Mlliyet Milliyet Blog Milliyet Blog
 
Facebook Connect
Blog Kategorileri
 

12 Kasım '14

 
Kategori
Gündelik Yaşam
 

İzmir Alsancak Devlet Hastanesi'nde yaşadıklarım!

İzmir Alsancak Devlet Hastanesi'nde yaşadıklarım!
 

Bunu yazmayı hiç düşünmemiştim. Ama bir arkadaşın devlet hastaneleri üzerine yazdığı iç karartıcı yazıyı okuyunca yazmayı bir görev addettim.

Biz toplum olarak, teşekkür etmeyi, memnuniyetimizi ızhar etmeyi pek beceremeyiz.  Özellikle de devlet hizmetleri konusunda menfi bakmayı marifet sayarız.

"Nerde bu devlet, nerde bu Hükumet"  diye başlayan tiratlar, "şükür ki bir devletimiz var ve her türlü hizmeti verebildiği ölçüde vermeye çalışıyor"  sözlerinden çok daha caziptir ve alıcısı çoktur bizim memlekette...

Hadi bazı haberciler, yayıncılar ve sinemacılar ekmeğini bu ülkenin ve bu devletin olumsuz yanlarını anlatmaktan yerler, buna alışkınız da vatandaşın bir çoğuna da bu durum sirayet etmiştir.

Lafı uzatmadan şu son iki gündür İzmir Alsancak Devlet Hastanesi'nde yaşadıklarımı anlatayım:

Çoktandır kasığımda bir şişkinlik hissediyor ama pek ciddiye almıyordum... Son günlerde biraz da öksürmenin etkisiyle bu şişkinlik tedirgin edecek ölçüde arttı.
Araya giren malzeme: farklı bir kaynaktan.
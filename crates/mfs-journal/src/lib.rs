#![forbid(unsafe_code)]
//! The physical block journal.
//!
//! A write-ahead log of block-level transactions living in the preallocated
//! `sv6journal` file. The write path appends `start · data* · commit`
//! records for each transaction, synchronously flushing between phases, then
//! writes the blocks to their home locations and zero-fills the journal.
//! Recovery replays only transactions with a matching commit record; the
//! commit-then-home ordering guarantees uncommitted transactions never
//! touched home blocks.
//!
//! Records are uniform: a 16-byte header followed by one block image (zero
//! for headers that carry no payload). An all-zero header marks
//! end-of-journal.

use mfs_alloc::{balloc_on_disk, bfree_on_disk};
use mfs_block::{BlockBuf, Transaction};
use mfs_error::{MfsError, Result};
use mfs_inode::{Inode, InodeStore};
use mfs_types::{
    BSIZE, BlockNumber, JOURNAL_FILE_NAME, JOURNAL_HEADER_SIZE, JOURNAL_RECORD_SIZE,
    JournalHeaderKind, Name, PHYS_JOURNAL_SIZE, ROOT_INUM, Timestamp, put_le_u32, put_le_u64,
    read_le_u32, read_le_u64,
};
use parking_lot::{Mutex, MutexGuard};
use serde::{Deserialize, Serialize};
use std::sync::Arc;
use tracing::{debug, info, warn};

// ── Record codec ────────────────────────────────────────────────────────────

fn encode_header(buf: &mut [u8; JOURNAL_HEADER_SIZE], kind: JournalHeaderKind, ts: Timestamp, blocknum: u32) {
    buf.fill(0);
    put_le_u64(buf, 0, ts.0);
    put_le_u32(buf, 8, blocknum);
    buf[12] = kind as u8;
}

struct RawHeader {
    ts: u64,
    blocknum: u32,
    kind: u8,
}

fn decode_header(buf: &[u8; JOURNAL_HEADER_SIZE]) -> RawHeader {
    RawHeader {
        ts: read_le_u64(buf, 0).unwrap_or(0),
        blocknum: read_le_u32(buf, 8).unwrap_or(0),
        kind: buf[12],
    }
}

fn is_zero(buf: &[u8]) -> bool {
    buf.iter().all(|b| *b == 0)
}

// ── Replay statistics ───────────────────────────────────────────────────────

/// Counters from one recovery pass.
#[derive(Debug, Clone, PartialEq, Eq, Default, Serialize, Deserialize)]
pub struct ReplayStats {
    /// Records inspected before end-of-journal or an inconsistency.
    pub scanned_records: u64,
    /// Transactions with a matching commit record.
    pub sealed_transactions: u64,
    /// Block images written to their home locations.
    pub replayed_blocks: u64,
    /// Staged data records discarded for lack of a commit.
    pub discarded_blocks: u64,
    /// Whether the scan stopped at a malformed record.
    pub stopped_at_corruption: bool,
}

// ── Journal ─────────────────────────────────────────────────────────────────

#[derive(Debug)]
struct JournalInner {
    /// Next free byte offset in the journal file; high-water mark of the
    /// current commit cycle.
    offset: u32,
    /// Transactions assembled by the current flush, ascending timestamps.
    pending: Vec<Transaction>,
}

/// The on-device journal. A single exclusive writer at a time: every commit
/// path starts by taking [`prepare_for_commit`](Self::prepare_for_commit).
#[derive(Debug)]
pub struct Journal {
    store: Arc<InodeStore>,
    ino: Arc<Inode>,
    inner: Mutex<JournalInner>,
}

impl Journal {
    /// Locate the preallocated journal file and wrap it.
    pub fn open(store: &Arc<InodeStore>) -> Result<Self> {
        let root = store.iget(ROOT_INUM)?;
        let name = Name::new(JOURNAL_FILE_NAME).expect("journal name is valid");
        let inum = store
            .dirlookup(&root, &name)?
            .ok_or_else(|| MfsError::Format("journal file missing from root directory".to_owned()))?;
        let ino = store.iget(inum)?;
        if ino.kind() != Some(mfs_types::NodeKind::File) {
            return Err(MfsError::Format("journal is not a regular file".to_owned()));
        }
        if ino.size() as usize != PHYS_JOURNAL_SIZE {
            return Err(MfsError::Format(format!(
                "journal file has size {}, expected {PHYS_JOURNAL_SIZE}",
                ino.size()
            )));
        }
        info!(target: "mfs::journal", inum = inum.0, "journal_opened");
        Ok(Self {
            store: Arc::clone(store),
            ino,
            inner: Mutex::new(JournalInner {
                offset: 0,
                pending: Vec::new(),
            }),
        })
    }

    /// Acquire the journal's exclusive commit lock. Concurrent `fsync`
    /// callers serialise here.
    pub fn prepare_for_commit(&self) -> JournalGuard<'_> {
        JournalGuard {
            journal: self,
            inner: self.inner.lock(),
        }
    }

    /// Recovery, run once at mount before the allocator is initialized.
    ///
    /// Reads alternating header/data records from offset zero, seals a
    /// transaction at each matching commit header, and stops at the first
    /// all-zero header, short read, or inconsistency. Sealed transactions
    /// are applied in order; everything else is discarded. Running it twice
    /// produces the same state as running it once.
    pub fn process_journal(&self) -> Result<ReplayStats> {
        let mut inner = self.inner.lock();
        let mut stats = ReplayStats::default();
        let mut sealed: Vec<Transaction> = Vec::new();
        let mut current: Option<u64> = None;
        let mut staged: Vec<(BlockNumber, BlockBuf)> = Vec::new();

        let mut offset = 0_u32;
        while (offset as usize) + JOURNAL_RECORD_SIZE <= PHYS_JOURNAL_SIZE {
            let mut hdr = [0_u8; JOURNAL_HEADER_SIZE];
            if self.store.readi(&self.ino, &mut hdr, offset)? < JOURNAL_HEADER_SIZE {
                break;
            }
            if is_zero(&hdr) {
                break;
            }
            let mut data = vec![0_u8; BSIZE];
            #[allow(clippy::cast_possible_truncation)] // header size is 16
            let data_off = offset + JOURNAL_HEADER_SIZE as u32;
            if self.store.readi(&self.ino, &mut data, data_off)? < BSIZE {
                stats.stopped_at_corruption = true;
                break;
            }

            stats.scanned_records += 1;
            let raw = decode_header(&hdr);
            match JournalHeaderKind::from_disk(raw.kind) {
                Some(JournalHeaderKind::Start) => {
                    current = Some(raw.ts);
                    staged.clear();
                }
                Some(JournalHeaderKind::Data) if current == Some(raw.ts) => {
                    staged.push((BlockNumber(raw.blocknum), BlockBuf::new(data)));
                }
                Some(JournalHeaderKind::Commit) if current == Some(raw.ts) => {
                    let mut tr = Transaction::new(Timestamp(raw.ts));
                    for (bno, image) in staged.drain(..) {
                        tr.add_block(bno, image);
                    }
                    sealed.push(tr);
                    stats.sealed_transactions += 1;
                }
                _ => {
                    warn!(
                        target: "mfs::journal",
                        offset,
                        kind = raw.kind,
                        ts = raw.ts,
                        "journal_scan_stopped"
                    );
                    stats.stopped_at_corruption = true;
                    break;
                }
            }
            #[allow(clippy::cast_possible_truncation)] // record size is 4112
            {
                offset += JOURNAL_RECORD_SIZE as u32;
            }
        }

        stats.discarded_blocks = staged.len() as u64;

        let cache = self.store.cache();
        for tr in &sealed {
            tr.write_to_disk_update_cache(cache)?;
            stats.replayed_blocks += tr.blocks().len() as u64;
        }
        if !sealed.is_empty() {
            // Replay may have rewritten inode-table blocks underneath
            // inodes read while locating the journal.
            self.store.reload_cached()?;
        }

        // The journal is clean once every sealed transaction is home.
        inner.offset = u32::try_from(PHYS_JOURNAL_SIZE).expect("journal size fits u32");
        self.clear_journal(&mut inner)?;

        info!(
            target: "mfs::journal",
            sealed = stats.sealed_transactions,
            replayed = stats.replayed_blocks,
            discarded = stats.discarded_blocks,
            corrupt = stats.stopped_at_corruption,
            "journal_recovered"
        );
        Ok(stats)
    }

    /// Append one uniform record at the current offset via a scratch
    /// transaction. The journal has a fixed capacity; overflowing it would
    /// extend the preallocated file, which is a fatal invariant violation.
    fn append_record(
        &self,
        inner: &mut JournalInner,
        scratch: &mut Transaction,
        kind: JournalHeaderKind,
        ts: Timestamp,
        blocknum: u32,
        data: &[u8],
    ) -> Result<()> {
        assert!(
            inner.offset as usize + JOURNAL_RECORD_SIZE <= PHYS_JOURNAL_SIZE,
            "physical journal overflow at offset {}",
            inner.offset
        );
        assert_eq!(data.len(), BSIZE);

        let mut hdr = [0_u8; JOURNAL_HEADER_SIZE];
        encode_header(&mut hdr, kind, ts, blocknum);
        self.store.writei(&self.ino, &hdr, inner.offset, scratch)?;
        #[allow(clippy::cast_possible_truncation)]
        let data_off = inner.offset + JOURNAL_HEADER_SIZE as u32;
        self.store.writei(&self.ino, data, data_off, scratch)?;
        #[allow(clippy::cast_possible_truncation)]
        {
            inner.offset += JOURNAL_RECORD_SIZE as u32;
        }
        Ok(())
    }

    /// Write a scratch transaction's blocks straight to the device and
    /// barrier. This is the synchronous flush point of the commit protocol.
    fn flush_scratch(&self, scratch: &mut Transaction) -> Result<()> {
        scratch.prepare_for_commit();
        let cache = self.store.cache();
        scratch.write_to_disk(cache)?;
        cache.sync_device()
    }

    /// Zero-fill the journal from offset 0 through the high-water mark and
    /// reset the offset.
    fn clear_journal(&self, inner: &mut JournalInner) -> Result<()> {
        let zero = [0_u8; BSIZE];
        let mut scratch = Transaction::new(Timestamp(0));
        let mut off = 0_u32;
        while off < inner.offset {
            let chunk = (BSIZE as u32).min(inner.offset - off);
            self.store
                .writei(&self.ino, &zero[..chunk as usize], off, &mut scratch)?;
            off += chunk;
        }
        self.flush_scratch(&mut scratch)?;
        inner.offset = 0;
        Ok(())
    }

    /// Commit one transaction: bitmap pre-processing, journal records with
    /// interleaved flushes, home write-back, and journal truncation.
    fn commit_one(&self, inner: &mut JournalInner, mut tr: Transaction) -> Result<()> {
        let ts = tr.timestamp();
        let cache = self.store.cache();
        let sb = *self.store.superblock();

        // Apply the allocation results to the on-disk bitmap, pulling the
        // bitmap blocks into the transaction.
        let allocated = tr.allocated_blocks().to_vec();
        let freed = tr.freed_blocks().to_vec();
        balloc_on_disk(&allocated, &sb, cache, &mut tr)?;
        bfree_on_disk(&freed, &sb, cache, &mut tr)?;

        tr.prepare_for_commit();

        let zero = [0_u8; BSIZE];
        let mut scratch = Transaction::new(Timestamp(0));
        self.append_record(inner, &mut scratch, JournalHeaderKind::Start, ts, 0, &zero)?;
        self.flush_scratch(&mut scratch)?;

        let mut scratch = Transaction::new(Timestamp(0));
        for (bno, image) in tr.blocks() {
            self.append_record(
                inner,
                &mut scratch,
                JournalHeaderKind::Data,
                ts,
                bno.0,
                image.as_slice(),
            )?;
        }
        self.flush_scratch(&mut scratch)?;

        let mut scratch = Transaction::new(Timestamp(0));
        self.append_record(inner, &mut scratch, JournalHeaderKind::Commit, ts, 0, &zero)?;
        self.flush_scratch(&mut scratch)?;
        tr.mark_logged();

        // Committed: release the freed blocks in memory and write the
        // transaction home.
        let alloc = self.store.allocator();
        for bno in tr.freed_blocks() {
            alloc.free_block(*bno);
        }
        for (bno, image) in tr.blocks() {
            cache.writeback_snapshot(*bno, image)?;
        }
        cache.sync_device()?;
        tr.mark_applied();

        // All home writes are durable; the journal contents are dead weight
        // and the file is simply zero-filled.
        self.clear_journal(inner)?;
        tr.mark_retired();

        debug!(
            target: "mfs::journal",
            ts = ts.0,
            blocks = tr.blocks().len(),
            allocated = allocated.len(),
            freed = freed.len(),
            "txn_committed"
        );
        Ok(())
    }
}

/// Exclusive journal access held for the duration of a flush.
pub struct JournalGuard<'a> {
    journal: &'a Journal,
    inner: MutexGuard<'a, JournalInner>,
}

impl JournalGuard<'_> {
    /// Queue a transaction for the current flush. Callers append in
    /// ascending timestamp order.
    pub fn add_transaction(&mut self, tr: Transaction) {
        if let Some(last) = self.inner.pending.last() {
            assert!(
                last.timestamp() <= tr.timestamp(),
                "transactions queued out of timestamp order"
            );
        }
        self.inner.pending.push(tr);
    }

    /// Number of queued transactions.
    #[must_use]
    pub fn pending(&self) -> usize {
        self.inner.pending.len()
    }

    /// Commit every queued transaction in order.
    pub fn flush(&mut self) -> Result<()> {
        let pending = std::mem::take(&mut self.inner.pending);
        for tr in pending {
            self.journal.commit_one(&mut self.inner, tr)?;
        }
        Ok(())
    }

    /// Commit a single transaction immediately (the `fsync` data path).
    pub fn commit_single(&mut self, tr: Transaction) -> Result<()> {
        assert!(
            self.inner.pending.is_empty(),
            "single commit with queued transactions"
        );
        self.journal.commit_one(&mut self.inner, tr)
    }
}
Bir hafta önce bizim semt polikliniğine gittim. Doktor doğrudan fıtık teşhisi koydu ve beni Alsancak Devlet Hastanesi'ne yönlendirdi

Alsancak Hastanesi Genel Cerrahi bölümünde kısa süren bir muayeneden sonra ameliyat olacak dendi. Kan tahlili, göğüs filmi,kalp grafisi (hepsini yaptırmak toplam iki saatimi aldı) gibi hazırlıkları yaptıktan sonra üç gün sonrasına gün verdiler.
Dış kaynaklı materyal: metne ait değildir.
impl fmt::Display for NodeKind {
    fn fmt(&self, f: &mut fmt::Formatter<'_>) -> fmt::Result {
        let s = match self {
            Self::Dir => "dir",
            Self::File => "file",
            Self::Symlink => "symlink",
        };
        f.write_str(s)
    }
}

// ── Bounded directory-entry name ────────────────────────────────────────────

/// A directory-entry name: non-empty UTF-8 of at most [`DIRSIZ`] bytes,
/// containing neither `/` nor NUL.
#[derive(Clone, Copy, PartialEq, Eq, Hash)]
pub struct Name {
    bytes: [u8; DIRSIZ],
    len: u8,
}

impl Name {
    pub fn new(name: &str) -> Result<Self, ParseError> {
        let raw = name.as_bytes();
        if raw.is_empty() || raw.len() > DIRSIZ {
            return Err(ParseError::InvalidField {
                field: "name",
                reason: "must be 1..=DIRSIZ bytes",
            });
        }
        if raw.iter().any(|b| *b == 0 || *b == b'/') {
            return Err(ParseError::InvalidField {
                field: "name",
                reason: "must not contain '/' or NUL",
            });
        }
        let mut bytes = [0_u8; DIRSIZ];
        bytes[..raw.len()].copy_from_slice(raw);
        #[allow(clippy::cast_possible_truncation)] // raw.len() <= DIRSIZ < 256
        Ok(Self {
            bytes,
            len: raw.len() as u8,
        })
    }

    /// Decode a NUL-padded on-disk name field.
    pub fn from_padded(raw: &[u8; DIRSIZ]) -> Result<Self, ParseError> {
        let end = raw.iter().position(|b| *b == 0).unwrap_or(DIRSIZ);
        let text = std::str::from_utf8(&raw[..end]).map_err(|_| ParseError::InvalidField {
            field: "name",
            reason: "not valid UTF-8",
        })?;
        Self::new(text)
    }

    #[must_use]
    pub fn as_str(&self) -> &str {
        // Construction guarantees valid UTF-8.
        std::str::from_utf8(&self.bytes[..usize::from(self.len)]).unwrap_or("")
    }

    /// NUL-padded form for the on-disk entry.
    #[must_use]
    pub fn to_padded(&self) -> [u8; DIRSIZ] {
        self.bytes
    }

    #[must_use]
    pub fn is_dotdot(&self) -> bool {
        self.as_str() == ".."
    }
}
#[derive(Subcommand)]
enum Commands {
    /// Create a new vault
    Init {
        /// Overwrite an existing vault (destroys all entries)
        #[arg(long)]
        force: bool,
    },

    /// Show vault status
    Status,

    /// Unlock the vault and cache a session token
    Unlock {
        /// Session lifetime in minutes (defaults to the auto-lock window)
        #[arg(long)]
        minutes: Option<u64>,
    },

    /// Lock the vault and discard the session token
    Lock,

    /// Add a new entry
    Add {
        /// Service name
        #[arg(long)]
        service: String,

        /// Secret value (prompted when omitted)
        #[arg(long)]
        secret: Option<String>,

        /// Environment: production, development, staging, testing
        #[arg(long, default_value = "production")]
        environment: Environment,

        /// Tag (repeatable)
        #[arg(long = "tag")]
        tags: Vec<String>,

        /// Associated hostname (repeatable)
        #[arg(long = "domain")]
        domains: Vec<String>,

        #[arg(long, default_value = "")]
        notes: String,

        #[arg(long)]
        favorite: bool,

        /// Expiry, milliseconds since the Unix epoch
        #[arg(long)]
        expires_at: Option<i64>,

        /// Free-text rate-limit hint
        #[arg(long, default_value = "")]
        rate_limit: String,
    },

    /// Decrypt and print one entry
    Get { id: String },

    /// Update fields of an entry
    Update {
        id: String,

        #[arg(long)]
        service: Option<String>,

        /// New secret value; pass --prompt-secret to enter it hidden
        #[arg(long)]
        secret: Option<String>,

        /// Prompt for the new secret instead of passing it as an argument
        #[arg(long)]
        prompt_secret: bool,

        #[arg(long)]
        environment: Option<Environment>,

        #[arg(long = "tag")]
        tags: Vec<String>,

        #[arg(long = "domain")]
        domains: Vec<String>,

        #[arg(long)]
        notes: Option<String>,

        #[arg(long)]
        favorite: Option<bool>,

        #[arg(long)]
        expires_at: Option<i64>,

        #[arg(long)]
        rate_limit: Option<String>,
    },

    /// Delete an entry
    #[command(alias = "rm")]
    Delete { id: String },

    /// List entries (metadata only)
    List {
        #[arg(long)]
        domain: Option<String>,

        #[arg(long)]
        environment: Option<Environment>,

        #[arg(long)]
        tag: Option<String>,

        #[arg(long)]
        favorite: bool,

        #[arg(long)]
        expired_within_days: Option<u64>,
    },

    /// Case-insensitive search over names, tags, environments, notes
    Search { query: String },

    /// Record a usage of an entry
    Use {
        id: String,

        #[arg(long)]
        domain: Option<String>,
    },

    /// Export an encrypted backup
    Export {
        /// Output file
        #[arg(long, value_name = "FILE")]
        out: PathBuf,
    },

    /// Import an encrypted backup
    Import {
        /// Backup file
        file: PathBuf,

        /// skip-duplicate, overwrite, or rename
        #[arg(long, default_value = "skip-duplicate")]
        policy: MergePolicy,
    },

    /// Show recent audit records
    Audit {
        #[arg(short = 'n', long, default_value_t = 20)]
        count: usize,
    },

    /// Generate a random secret
    Generate {
        #[arg(long, default_value_t = 32)]
        length: usize,
    },

    /// Change the master password (re-encrypts every entry)
    ChangePassword,

    /// Update vault settings
    Settings {
        #[arg(long)]
        auto_lock_minutes: Option<u64>,

        #[arg(long)]
        clipboard_clear_seconds: Option<u64>,

        #[arg(long)]
        expiration_warning_days: Option<u64>,

        /// light, dark, or auto
        #[arg(long)]
        theme: Option<String>,

        #[arg(long)]
        audit_log: Option<bool>,
    },
}

fn main() -> ExitCode {
    let subscriber = FmtSubscriber::builder()
        .with_max_level(Level::WARN)
        .with_writer(std::io::stderr)
        .finish();
    if tracing::subscriber::set_global_default(subscriber).is_err() {
        eprintln!("warning: logging already initialized");
    }

    let cli = Cli::parse();
    match run(cli) {
        Ok(()) => ExitCode::SUCCESS,
        Err(err) => {
            eprintln!("error: {err}");
            ExitCode::from(exit_code(&err))
        }
    }
}

fn exit_code(err: &VaultError) -> u8 {
    match err {
        VaultError::NotInitialized => 4,
        VaultError::NotFound(_) => 5,
        VaultError::BadPassword | VaultError::BadBackupPassword | VaultError::Locked => 3,
        VaultError::AlreadyInitialized | VaultError::Validation { .. } => 2,
        VaultError::Corrupt(_) | VaultError::Io(_) => 1,
    }
}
Dün (11 Kasım) günü ameliyat oldum, bir gece hastanede kaldıktan sonra bugün de taburcu ettiler...

Ta 1900'lü yıllarda Fransızların yaptırdığı tarihi hastaneye İzmirin en tanınmış ve hayırhah insanları Nevvar-Salih İşgören'ler yeni ilaveler yaptırarak bir hizmet hastanesine dönüştürmüşler.

Yani, emekli bir devlet memuru olarak, hiç bir harcama yapmadan ve gayet ilgi ve itina ile bir gece geçirdiğim ve sağlığıma kavuştuğum hastane ilgili ille de olumsuzluklar ararsam ben de bulurum...

Ancak, gerçekten de son yıllarda sağlık alanındaki gelişmeler bu eski hastanelere bile yansımış... Gerek doktorların gerek hemşirelerin ve gerekse öteki çalışanların davranışları, ilgileri fevkalade...

Tüm tıbbı malzemeler hijyene uygun olarak her hastaya ayrıca veriliyor. Şöyle ki, benim ameliyat yerim pansuman edilirken bandajın kesildiği demir makas bile bir kereye mahsus kullanılıp atılıyor.

Hatta, bu kadarının israf olacağını söylediğim de görevli sağlıkçı, bunun bakanlığın emri olduğunu söyledi.

Yemekler bile vakumlanmış kutular içerisinde ve tek kullanımlık çatal kaşıkla veriliyor.

Aslancak Devlet Hastanesinde ben ilgi ve iyilik gördüm ve çok memnun ayrıldım... Ola ki, başka yerlerde görevini ihmal eden hastaneler ve mensupları vardır.

Ancak, şu son on yılda Türkiye sağlık alanında çok büyük aşamalar kaydetti... Daha önce kızımın ameliyatları dolasıyla gördüğüm Ege Üniversitesi Hastanesinde de, o zaman da yazdığım gibi, manzara memnuniyet vericiydi.

Türk milleti hastası çok bir millettir malum... Bu yüzden ne kadar çok hastane açsanız hastanız azalmaz... Ama iyiliği görmeden, ilgiyi takdir etmeden de gelişme olmaz...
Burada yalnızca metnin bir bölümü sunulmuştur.